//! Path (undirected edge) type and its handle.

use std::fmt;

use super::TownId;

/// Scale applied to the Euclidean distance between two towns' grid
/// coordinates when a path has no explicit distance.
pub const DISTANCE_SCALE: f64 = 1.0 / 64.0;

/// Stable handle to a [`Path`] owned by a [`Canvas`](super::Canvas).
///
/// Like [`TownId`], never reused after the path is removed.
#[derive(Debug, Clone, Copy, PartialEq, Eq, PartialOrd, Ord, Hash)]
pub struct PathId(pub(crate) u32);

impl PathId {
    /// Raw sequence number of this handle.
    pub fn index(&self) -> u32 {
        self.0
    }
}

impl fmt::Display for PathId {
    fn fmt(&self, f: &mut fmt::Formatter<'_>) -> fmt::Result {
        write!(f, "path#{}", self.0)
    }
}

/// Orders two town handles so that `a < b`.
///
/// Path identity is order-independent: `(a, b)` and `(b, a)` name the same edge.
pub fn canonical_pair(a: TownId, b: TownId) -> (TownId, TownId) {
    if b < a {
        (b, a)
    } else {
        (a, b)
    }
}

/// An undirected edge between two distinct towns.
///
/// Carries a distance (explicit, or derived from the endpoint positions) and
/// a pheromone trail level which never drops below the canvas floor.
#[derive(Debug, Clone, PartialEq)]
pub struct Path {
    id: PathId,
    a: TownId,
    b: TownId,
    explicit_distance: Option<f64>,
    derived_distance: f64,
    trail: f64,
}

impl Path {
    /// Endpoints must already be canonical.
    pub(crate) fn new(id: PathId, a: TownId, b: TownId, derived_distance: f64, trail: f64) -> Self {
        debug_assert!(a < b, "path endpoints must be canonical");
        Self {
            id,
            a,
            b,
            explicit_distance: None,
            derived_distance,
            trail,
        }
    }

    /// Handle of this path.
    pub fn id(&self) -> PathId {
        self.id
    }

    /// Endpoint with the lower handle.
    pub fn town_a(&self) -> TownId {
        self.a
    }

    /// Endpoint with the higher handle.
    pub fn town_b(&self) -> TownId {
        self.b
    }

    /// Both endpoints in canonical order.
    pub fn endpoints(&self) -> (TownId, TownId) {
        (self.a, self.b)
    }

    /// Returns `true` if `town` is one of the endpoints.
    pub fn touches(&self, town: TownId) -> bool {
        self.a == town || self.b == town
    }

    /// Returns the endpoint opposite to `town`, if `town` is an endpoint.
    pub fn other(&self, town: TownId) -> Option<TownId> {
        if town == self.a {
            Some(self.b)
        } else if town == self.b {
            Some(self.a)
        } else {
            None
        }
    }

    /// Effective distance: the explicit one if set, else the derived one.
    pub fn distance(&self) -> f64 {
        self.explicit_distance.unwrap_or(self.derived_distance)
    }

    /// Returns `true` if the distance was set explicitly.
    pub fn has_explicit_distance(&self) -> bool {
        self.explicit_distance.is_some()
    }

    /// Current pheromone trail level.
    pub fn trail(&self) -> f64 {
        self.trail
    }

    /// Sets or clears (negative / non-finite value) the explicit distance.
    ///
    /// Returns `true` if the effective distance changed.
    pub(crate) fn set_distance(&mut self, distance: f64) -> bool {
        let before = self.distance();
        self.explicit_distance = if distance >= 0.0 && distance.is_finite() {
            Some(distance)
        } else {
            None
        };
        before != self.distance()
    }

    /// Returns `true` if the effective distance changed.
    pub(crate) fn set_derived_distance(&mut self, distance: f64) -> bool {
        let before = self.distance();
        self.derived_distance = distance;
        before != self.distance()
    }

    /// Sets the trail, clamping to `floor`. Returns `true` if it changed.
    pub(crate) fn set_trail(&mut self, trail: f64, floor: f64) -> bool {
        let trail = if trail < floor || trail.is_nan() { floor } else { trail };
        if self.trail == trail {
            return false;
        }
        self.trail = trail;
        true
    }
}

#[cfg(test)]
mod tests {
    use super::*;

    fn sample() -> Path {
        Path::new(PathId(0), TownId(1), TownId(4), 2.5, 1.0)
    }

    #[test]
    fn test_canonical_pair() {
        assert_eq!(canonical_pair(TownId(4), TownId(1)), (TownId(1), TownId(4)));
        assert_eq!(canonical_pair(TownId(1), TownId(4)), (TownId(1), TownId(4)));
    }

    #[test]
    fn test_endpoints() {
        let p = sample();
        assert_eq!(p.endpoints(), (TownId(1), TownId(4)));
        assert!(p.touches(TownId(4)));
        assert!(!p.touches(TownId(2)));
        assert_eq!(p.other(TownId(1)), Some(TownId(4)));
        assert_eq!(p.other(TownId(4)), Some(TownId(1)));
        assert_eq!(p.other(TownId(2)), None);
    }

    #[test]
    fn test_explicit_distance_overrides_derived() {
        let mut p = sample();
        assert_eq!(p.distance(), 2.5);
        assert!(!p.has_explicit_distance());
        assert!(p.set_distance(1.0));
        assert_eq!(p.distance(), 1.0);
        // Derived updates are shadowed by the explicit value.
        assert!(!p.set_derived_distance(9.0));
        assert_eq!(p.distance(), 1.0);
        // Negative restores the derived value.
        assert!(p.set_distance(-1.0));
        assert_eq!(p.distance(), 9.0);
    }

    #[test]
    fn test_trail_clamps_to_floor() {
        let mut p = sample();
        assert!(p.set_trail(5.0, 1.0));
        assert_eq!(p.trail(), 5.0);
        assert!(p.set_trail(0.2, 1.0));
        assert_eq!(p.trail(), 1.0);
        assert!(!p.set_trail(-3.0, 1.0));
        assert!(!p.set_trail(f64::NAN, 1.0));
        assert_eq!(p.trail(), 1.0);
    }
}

===============

Only the lines from the one containing "self.explicit_distance.is_some()" through the one containing "assert!(p.touches(TownId(4)));" are to be retyped, both boundary lines included, with no other material.

        self.explicit_distance.is_some()
    }

    /// Current pheromone trail level.
    pub fn trail(&self) -> f64 {
        self.trail
    }

    /// Sets or clears (negative / non-finite value) the explicit distance.
    ///
    /// Returns `true` if the effective distance changed.
    pub(crate) fn set_distance(&mut self, distance: f64) -> bool {
        let before = self.distance();
        self.explicit_distance = if distance >= 0.0 && distance.is_finite() {
            Some(distance)
        } else {
            None
        };
        before != self.distance()
    }

    /// Returns `true` if the effective distance changed.
    pub(crate) fn set_derived_distance(&mut self, distance: f64) -> bool {
        let before = self.distance();
        self.derived_distance = distance;
        before != self.distance()
    }

    /// Sets the trail, clamping to `floor`. Returns `true` if it changed.
    pub(crate) fn set_trail(&mut self, trail: f64, floor: f64) -> bool {
        let trail = if trail < floor || trail.is_nan() { floor } else { trail };
        if self.trail == trail {
            return false;
        }
        self.trail = trail;
        true
    }
}

#[cfg(test)]
mod tests {
    use super::*;

    fn sample() -> Path {
        Path::new(PathId(0), TownId(1), TownId(4), 2.5, 1.0)
    }

    #[test]
    fn test_canonical_pair() {
        assert_eq!(canonical_pair(TownId(4), TownId(1)), (TownId(1), TownId(4)));
        assert_eq!(canonical_pair(TownId(1), TownId(4)), (TownId(1), TownId(4)));
    }

    #[test]
    fn test_endpoints() {
        let p = sample();
        assert_eq!(p.endpoints(), (TownId(1), TownId(4)));
        assert!(p.touches(TownId(4)));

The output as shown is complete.